---------- INFORMATION SHOWN

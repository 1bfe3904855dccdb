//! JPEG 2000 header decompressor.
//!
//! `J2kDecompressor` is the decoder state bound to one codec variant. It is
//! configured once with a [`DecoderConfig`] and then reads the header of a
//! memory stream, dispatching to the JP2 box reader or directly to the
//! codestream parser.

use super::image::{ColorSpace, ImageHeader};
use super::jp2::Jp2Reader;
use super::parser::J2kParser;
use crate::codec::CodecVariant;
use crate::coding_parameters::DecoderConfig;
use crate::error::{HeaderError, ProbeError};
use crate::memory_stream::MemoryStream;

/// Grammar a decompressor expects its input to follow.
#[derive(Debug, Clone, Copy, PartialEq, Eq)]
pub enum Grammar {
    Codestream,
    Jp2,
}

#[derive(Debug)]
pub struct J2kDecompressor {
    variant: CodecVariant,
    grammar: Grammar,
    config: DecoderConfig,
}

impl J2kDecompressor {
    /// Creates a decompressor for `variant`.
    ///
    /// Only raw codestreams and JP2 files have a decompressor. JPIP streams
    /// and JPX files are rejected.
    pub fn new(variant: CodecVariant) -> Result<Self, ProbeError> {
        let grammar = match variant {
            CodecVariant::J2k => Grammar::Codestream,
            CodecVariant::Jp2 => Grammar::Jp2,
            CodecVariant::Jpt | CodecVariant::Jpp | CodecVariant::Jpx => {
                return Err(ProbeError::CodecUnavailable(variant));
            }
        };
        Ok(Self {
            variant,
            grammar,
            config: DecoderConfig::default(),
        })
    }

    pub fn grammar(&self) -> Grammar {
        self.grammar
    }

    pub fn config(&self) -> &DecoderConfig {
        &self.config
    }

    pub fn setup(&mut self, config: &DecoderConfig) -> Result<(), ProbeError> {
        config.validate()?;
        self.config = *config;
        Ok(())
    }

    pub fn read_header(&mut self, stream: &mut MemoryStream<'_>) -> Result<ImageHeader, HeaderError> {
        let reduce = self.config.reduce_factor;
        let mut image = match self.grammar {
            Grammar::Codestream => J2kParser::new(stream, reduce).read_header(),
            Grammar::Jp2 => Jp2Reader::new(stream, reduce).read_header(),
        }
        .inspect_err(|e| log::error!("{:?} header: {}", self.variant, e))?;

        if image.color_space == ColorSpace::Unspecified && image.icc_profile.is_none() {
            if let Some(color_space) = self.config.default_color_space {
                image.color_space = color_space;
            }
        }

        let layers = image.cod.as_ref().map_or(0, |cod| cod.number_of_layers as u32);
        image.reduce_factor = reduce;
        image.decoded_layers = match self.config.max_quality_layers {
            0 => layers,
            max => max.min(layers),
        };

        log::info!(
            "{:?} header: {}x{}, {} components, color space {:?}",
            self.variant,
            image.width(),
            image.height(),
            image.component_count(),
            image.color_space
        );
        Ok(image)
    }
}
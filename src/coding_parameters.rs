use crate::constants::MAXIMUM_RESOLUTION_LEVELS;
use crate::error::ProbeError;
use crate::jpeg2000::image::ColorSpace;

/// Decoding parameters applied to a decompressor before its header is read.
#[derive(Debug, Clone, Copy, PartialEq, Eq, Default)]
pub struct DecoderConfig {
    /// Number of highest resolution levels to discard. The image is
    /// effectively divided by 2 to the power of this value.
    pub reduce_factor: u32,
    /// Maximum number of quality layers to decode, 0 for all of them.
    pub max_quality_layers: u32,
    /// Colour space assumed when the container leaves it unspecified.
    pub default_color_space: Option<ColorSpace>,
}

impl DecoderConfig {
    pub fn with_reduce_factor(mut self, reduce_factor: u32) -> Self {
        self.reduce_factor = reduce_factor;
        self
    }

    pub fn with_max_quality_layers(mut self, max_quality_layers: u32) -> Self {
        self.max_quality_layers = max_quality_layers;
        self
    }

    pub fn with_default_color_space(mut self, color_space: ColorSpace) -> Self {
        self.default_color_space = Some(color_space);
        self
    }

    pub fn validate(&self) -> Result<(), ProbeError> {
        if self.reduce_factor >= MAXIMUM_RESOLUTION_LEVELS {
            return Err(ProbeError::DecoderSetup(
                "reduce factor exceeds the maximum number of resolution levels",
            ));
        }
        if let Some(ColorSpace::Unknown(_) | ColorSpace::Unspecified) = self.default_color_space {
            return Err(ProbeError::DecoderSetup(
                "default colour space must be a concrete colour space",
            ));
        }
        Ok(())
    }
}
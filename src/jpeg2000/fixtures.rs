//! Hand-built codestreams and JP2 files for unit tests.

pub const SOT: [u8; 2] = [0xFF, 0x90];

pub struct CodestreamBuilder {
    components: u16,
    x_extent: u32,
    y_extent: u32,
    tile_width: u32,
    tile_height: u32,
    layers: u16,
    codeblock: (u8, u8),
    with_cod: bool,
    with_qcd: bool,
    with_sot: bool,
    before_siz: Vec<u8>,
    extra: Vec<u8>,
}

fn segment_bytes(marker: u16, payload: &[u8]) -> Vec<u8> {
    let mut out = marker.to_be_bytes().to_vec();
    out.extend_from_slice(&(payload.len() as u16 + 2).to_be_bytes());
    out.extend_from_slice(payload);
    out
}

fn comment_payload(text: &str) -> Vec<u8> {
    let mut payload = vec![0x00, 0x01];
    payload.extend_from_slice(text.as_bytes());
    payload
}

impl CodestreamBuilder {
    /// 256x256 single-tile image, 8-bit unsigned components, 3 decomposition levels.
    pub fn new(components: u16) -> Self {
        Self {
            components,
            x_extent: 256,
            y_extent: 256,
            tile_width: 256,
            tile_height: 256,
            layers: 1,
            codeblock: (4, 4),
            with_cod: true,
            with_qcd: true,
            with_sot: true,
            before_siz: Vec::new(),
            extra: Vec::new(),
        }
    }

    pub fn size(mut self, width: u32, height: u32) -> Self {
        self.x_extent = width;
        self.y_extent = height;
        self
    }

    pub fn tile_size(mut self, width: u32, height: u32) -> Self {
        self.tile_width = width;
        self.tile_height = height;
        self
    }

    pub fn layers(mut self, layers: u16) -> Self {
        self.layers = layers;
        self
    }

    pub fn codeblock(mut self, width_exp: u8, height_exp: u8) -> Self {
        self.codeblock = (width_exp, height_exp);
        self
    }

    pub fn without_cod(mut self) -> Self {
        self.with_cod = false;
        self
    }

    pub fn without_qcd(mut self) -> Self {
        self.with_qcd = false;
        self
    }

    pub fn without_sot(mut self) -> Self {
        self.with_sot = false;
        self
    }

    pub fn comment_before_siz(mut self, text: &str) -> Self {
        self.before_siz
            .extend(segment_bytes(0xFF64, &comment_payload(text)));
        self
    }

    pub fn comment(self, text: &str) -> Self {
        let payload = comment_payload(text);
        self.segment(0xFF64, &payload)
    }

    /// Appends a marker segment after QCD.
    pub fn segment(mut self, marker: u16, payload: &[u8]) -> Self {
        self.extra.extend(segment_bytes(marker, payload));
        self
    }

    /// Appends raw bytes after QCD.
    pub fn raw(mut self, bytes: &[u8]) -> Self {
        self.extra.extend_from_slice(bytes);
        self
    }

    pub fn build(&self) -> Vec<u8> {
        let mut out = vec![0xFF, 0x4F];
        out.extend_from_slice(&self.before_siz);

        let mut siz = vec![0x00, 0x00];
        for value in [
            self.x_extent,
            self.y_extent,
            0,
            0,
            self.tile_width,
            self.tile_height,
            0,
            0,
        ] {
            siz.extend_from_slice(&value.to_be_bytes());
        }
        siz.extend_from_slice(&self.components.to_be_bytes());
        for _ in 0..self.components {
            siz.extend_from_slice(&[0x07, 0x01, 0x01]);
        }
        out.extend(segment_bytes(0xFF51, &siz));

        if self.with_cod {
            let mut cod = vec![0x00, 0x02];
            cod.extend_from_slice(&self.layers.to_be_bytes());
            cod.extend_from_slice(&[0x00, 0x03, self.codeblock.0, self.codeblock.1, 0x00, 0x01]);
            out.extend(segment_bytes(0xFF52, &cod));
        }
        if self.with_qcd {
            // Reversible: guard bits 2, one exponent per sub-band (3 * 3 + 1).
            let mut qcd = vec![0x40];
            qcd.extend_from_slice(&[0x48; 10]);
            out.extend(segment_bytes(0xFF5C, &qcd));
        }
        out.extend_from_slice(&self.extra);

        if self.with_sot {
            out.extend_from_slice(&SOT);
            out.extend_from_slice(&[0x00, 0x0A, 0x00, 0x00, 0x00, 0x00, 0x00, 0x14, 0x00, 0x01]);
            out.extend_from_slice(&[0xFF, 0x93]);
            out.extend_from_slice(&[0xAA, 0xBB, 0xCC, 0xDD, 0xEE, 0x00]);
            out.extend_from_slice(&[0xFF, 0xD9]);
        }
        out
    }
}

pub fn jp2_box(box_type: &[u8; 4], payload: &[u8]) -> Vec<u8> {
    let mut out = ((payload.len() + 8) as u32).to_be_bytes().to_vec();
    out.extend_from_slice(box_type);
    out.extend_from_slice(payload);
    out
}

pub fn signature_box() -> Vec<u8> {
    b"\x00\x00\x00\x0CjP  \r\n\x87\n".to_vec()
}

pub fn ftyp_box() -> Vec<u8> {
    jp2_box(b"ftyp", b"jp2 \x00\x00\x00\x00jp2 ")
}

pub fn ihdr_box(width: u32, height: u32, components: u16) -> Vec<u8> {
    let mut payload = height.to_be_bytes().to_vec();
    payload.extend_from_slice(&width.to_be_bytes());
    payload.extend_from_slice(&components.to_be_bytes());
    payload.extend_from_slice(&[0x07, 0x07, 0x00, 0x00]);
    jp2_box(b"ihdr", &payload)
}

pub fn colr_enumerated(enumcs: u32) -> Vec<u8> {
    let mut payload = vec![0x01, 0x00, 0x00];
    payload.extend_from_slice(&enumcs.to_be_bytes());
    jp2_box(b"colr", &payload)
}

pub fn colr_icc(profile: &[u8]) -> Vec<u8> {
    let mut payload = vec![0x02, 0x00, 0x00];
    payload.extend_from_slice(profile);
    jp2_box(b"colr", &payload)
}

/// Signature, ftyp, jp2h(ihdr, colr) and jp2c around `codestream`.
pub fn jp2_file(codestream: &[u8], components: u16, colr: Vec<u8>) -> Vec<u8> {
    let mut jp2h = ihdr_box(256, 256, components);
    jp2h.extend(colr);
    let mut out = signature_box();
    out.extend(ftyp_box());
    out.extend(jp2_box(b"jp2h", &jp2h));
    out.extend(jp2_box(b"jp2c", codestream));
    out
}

--------------------
---------- INFORMATION SHOWN

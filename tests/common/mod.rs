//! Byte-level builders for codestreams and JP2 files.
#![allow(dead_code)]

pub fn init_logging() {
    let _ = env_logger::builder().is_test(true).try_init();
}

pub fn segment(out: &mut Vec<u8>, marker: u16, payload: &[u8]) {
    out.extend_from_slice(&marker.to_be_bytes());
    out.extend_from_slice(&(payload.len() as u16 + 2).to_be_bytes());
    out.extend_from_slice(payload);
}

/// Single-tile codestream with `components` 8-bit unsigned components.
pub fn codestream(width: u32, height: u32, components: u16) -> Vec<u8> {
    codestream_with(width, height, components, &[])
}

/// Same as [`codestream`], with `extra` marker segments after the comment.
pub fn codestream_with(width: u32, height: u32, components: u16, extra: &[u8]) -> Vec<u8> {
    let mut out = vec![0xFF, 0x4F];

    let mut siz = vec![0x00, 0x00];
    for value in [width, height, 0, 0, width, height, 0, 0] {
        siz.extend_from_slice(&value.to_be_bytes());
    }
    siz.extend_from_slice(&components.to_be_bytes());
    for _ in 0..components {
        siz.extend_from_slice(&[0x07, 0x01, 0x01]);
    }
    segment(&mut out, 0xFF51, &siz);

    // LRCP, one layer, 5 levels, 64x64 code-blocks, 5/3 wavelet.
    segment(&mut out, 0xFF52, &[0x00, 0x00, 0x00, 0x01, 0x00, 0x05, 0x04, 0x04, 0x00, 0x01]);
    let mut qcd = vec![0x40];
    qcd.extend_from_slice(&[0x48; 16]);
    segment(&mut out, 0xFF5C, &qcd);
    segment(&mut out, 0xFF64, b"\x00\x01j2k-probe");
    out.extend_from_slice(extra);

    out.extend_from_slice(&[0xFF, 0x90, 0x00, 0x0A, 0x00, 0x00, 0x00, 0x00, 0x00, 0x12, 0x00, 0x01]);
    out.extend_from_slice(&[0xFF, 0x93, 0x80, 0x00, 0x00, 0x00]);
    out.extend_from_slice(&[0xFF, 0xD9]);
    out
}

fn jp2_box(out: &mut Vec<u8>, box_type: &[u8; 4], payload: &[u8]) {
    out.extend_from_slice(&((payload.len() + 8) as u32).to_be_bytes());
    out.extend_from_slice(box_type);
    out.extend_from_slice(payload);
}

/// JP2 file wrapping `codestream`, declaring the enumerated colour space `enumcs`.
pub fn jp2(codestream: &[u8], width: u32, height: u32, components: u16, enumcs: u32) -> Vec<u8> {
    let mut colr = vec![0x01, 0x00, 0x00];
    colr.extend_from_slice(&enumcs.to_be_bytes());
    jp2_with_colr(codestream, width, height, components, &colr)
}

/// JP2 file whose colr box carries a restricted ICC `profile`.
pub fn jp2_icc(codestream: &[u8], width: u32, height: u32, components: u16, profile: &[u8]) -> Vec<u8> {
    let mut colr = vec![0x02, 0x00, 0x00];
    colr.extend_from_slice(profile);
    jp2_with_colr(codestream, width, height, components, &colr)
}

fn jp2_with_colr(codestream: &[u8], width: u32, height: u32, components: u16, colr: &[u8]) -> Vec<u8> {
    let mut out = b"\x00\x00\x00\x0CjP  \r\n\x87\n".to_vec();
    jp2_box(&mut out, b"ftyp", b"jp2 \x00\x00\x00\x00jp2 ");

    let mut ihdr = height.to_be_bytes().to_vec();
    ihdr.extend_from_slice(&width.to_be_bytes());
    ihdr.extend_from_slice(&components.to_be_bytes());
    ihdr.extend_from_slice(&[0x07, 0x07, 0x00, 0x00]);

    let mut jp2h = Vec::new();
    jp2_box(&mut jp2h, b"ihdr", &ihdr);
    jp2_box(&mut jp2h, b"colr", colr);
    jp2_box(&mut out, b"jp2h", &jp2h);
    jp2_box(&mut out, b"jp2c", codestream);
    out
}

--------------------

WHAT IS EXPECTED: Tally up the lines holding the string "filename" in this listing, and report the total alone.

SOLUTION: 3